Aim of the task:
Scan the listing below and copy each line holding the word "single".

Data shown:
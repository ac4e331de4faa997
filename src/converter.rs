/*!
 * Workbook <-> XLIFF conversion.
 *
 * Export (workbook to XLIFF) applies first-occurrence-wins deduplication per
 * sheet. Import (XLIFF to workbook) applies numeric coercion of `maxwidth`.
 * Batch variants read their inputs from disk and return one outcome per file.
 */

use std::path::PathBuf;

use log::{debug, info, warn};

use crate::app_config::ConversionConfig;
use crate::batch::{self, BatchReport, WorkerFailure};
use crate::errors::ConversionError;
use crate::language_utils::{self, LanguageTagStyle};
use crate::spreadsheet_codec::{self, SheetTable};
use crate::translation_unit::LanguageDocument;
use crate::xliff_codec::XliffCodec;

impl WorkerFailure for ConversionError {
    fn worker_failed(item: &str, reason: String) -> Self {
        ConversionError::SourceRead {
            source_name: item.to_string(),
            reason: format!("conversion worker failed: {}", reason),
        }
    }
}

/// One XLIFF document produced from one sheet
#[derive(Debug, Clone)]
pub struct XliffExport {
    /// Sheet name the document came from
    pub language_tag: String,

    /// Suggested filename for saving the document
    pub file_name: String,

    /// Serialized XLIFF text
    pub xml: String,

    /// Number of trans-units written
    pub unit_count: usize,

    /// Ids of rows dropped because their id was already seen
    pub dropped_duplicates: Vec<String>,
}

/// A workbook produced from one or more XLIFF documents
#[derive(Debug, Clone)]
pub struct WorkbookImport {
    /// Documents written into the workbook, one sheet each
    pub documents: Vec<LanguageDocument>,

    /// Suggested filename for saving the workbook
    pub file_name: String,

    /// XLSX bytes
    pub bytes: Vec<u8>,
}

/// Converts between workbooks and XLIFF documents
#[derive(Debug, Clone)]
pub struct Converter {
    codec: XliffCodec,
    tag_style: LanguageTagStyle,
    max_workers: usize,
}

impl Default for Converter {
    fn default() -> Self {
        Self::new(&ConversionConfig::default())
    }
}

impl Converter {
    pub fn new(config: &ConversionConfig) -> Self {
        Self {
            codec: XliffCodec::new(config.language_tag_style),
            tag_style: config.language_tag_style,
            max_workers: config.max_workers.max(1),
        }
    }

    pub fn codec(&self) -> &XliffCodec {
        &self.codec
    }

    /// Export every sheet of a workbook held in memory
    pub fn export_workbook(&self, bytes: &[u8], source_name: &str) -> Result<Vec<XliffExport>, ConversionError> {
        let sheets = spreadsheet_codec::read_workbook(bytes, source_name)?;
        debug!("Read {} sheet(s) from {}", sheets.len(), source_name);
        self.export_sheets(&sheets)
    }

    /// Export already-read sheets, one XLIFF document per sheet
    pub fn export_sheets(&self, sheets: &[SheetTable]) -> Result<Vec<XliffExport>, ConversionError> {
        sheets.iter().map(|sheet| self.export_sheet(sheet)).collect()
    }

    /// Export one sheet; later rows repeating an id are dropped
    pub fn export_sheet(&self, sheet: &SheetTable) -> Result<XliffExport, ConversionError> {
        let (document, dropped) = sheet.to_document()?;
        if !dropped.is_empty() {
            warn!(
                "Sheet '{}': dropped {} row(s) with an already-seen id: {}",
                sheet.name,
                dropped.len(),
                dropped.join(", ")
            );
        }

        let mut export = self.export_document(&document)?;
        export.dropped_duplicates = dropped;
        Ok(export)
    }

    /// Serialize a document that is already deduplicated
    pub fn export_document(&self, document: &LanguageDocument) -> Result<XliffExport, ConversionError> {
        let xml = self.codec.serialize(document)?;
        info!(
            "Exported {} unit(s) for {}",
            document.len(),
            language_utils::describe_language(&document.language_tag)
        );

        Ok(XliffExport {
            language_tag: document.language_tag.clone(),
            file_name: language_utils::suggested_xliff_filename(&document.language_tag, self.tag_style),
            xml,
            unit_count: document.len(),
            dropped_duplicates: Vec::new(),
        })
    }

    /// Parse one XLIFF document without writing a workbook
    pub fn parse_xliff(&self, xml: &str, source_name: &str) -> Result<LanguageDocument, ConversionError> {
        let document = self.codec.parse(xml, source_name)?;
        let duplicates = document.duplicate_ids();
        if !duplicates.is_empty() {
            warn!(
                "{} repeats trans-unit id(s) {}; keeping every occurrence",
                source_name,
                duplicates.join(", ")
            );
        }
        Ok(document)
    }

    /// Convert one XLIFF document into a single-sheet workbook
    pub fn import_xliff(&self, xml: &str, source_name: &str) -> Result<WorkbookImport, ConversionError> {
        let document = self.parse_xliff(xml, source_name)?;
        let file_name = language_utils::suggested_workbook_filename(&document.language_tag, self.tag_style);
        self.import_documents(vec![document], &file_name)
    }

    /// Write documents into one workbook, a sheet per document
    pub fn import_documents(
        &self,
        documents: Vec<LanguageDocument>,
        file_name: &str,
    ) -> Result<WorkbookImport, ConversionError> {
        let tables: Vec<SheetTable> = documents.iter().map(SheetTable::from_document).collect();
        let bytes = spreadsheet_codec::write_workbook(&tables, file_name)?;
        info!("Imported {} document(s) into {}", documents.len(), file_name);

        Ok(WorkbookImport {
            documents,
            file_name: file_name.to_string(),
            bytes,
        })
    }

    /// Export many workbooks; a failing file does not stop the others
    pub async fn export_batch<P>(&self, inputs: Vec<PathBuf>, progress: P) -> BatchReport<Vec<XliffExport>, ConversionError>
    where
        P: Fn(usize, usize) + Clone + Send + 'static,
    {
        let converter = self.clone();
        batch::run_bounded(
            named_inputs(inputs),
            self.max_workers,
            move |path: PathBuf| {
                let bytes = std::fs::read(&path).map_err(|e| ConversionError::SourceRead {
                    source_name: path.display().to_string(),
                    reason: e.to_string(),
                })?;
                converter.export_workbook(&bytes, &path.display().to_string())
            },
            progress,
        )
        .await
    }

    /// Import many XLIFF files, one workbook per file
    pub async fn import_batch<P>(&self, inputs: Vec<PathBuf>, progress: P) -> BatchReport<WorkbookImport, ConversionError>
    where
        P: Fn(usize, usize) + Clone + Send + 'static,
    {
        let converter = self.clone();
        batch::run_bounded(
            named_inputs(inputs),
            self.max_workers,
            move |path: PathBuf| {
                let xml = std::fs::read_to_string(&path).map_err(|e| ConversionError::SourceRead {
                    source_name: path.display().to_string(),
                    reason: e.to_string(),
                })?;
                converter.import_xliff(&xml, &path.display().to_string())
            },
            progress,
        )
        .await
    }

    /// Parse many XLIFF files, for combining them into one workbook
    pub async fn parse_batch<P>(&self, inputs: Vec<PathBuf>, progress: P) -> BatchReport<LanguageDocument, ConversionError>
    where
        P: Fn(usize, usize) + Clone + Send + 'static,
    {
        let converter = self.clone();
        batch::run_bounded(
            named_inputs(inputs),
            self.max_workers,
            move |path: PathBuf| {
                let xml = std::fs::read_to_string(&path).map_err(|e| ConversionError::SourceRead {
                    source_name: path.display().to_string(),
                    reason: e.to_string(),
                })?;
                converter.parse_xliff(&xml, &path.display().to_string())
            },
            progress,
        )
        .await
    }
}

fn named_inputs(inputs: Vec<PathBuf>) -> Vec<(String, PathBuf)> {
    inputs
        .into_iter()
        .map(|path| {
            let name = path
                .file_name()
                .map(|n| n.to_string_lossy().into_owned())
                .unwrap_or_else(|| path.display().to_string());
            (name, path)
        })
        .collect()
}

--

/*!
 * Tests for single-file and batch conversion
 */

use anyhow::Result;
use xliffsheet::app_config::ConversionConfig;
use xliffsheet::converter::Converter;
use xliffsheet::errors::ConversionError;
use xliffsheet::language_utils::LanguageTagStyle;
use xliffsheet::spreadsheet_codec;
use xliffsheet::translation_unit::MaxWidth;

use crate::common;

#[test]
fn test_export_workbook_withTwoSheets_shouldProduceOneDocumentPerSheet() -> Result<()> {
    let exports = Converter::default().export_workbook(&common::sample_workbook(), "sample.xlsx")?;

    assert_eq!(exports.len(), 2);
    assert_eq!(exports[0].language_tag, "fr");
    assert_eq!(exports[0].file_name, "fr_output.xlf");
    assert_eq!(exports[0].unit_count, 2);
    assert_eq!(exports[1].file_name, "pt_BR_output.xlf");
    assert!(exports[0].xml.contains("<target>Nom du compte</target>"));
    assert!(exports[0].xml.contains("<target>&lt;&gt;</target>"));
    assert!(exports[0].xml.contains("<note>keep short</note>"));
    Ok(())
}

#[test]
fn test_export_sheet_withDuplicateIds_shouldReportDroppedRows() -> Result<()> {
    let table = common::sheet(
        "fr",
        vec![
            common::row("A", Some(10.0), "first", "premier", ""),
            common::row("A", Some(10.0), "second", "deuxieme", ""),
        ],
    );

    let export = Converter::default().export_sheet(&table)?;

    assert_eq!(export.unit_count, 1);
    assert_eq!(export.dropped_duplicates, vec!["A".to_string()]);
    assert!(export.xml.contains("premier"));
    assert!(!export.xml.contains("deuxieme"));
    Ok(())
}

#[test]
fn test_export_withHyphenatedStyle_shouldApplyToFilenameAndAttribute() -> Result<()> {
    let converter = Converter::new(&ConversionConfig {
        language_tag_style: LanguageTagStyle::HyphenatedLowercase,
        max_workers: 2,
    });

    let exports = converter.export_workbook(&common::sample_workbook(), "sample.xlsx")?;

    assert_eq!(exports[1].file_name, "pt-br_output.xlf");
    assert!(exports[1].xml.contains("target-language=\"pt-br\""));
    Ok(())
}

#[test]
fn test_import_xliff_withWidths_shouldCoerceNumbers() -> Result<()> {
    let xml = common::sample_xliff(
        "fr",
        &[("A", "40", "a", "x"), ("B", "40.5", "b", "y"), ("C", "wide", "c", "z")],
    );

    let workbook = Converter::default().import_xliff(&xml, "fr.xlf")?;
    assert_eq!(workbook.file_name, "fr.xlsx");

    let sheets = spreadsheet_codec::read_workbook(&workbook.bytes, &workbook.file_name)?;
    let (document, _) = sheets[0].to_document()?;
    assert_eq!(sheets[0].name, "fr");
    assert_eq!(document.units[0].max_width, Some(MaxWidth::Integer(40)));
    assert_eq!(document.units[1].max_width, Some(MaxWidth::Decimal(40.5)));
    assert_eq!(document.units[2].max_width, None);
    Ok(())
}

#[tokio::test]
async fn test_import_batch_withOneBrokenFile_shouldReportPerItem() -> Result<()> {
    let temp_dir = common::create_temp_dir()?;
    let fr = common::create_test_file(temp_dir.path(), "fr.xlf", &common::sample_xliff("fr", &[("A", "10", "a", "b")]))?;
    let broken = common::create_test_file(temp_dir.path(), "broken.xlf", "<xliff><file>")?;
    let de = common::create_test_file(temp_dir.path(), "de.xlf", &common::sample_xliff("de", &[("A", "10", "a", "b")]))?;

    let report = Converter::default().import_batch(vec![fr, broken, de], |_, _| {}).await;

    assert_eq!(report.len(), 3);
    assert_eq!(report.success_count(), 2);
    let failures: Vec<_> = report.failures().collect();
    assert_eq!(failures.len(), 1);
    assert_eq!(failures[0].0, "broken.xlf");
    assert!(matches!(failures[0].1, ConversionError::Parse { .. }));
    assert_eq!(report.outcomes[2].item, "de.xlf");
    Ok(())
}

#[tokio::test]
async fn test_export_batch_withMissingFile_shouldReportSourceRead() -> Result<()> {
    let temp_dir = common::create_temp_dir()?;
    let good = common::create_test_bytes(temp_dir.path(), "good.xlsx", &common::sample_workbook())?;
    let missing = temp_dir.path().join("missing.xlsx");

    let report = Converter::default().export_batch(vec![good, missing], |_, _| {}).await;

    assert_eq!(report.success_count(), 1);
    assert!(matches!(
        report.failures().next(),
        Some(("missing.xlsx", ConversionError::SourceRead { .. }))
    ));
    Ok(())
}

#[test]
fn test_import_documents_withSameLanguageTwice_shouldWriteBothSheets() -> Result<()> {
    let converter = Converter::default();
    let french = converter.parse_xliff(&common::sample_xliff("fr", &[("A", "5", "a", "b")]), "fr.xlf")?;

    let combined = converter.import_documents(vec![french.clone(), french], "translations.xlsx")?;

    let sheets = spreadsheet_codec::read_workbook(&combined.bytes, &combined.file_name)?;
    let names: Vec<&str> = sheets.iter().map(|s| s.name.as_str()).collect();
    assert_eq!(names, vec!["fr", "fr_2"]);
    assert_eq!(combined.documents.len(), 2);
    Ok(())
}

Solution:
    /// Convert one XLIFF document into a single-sheet workbook
 * Tests for single-file and batch conversion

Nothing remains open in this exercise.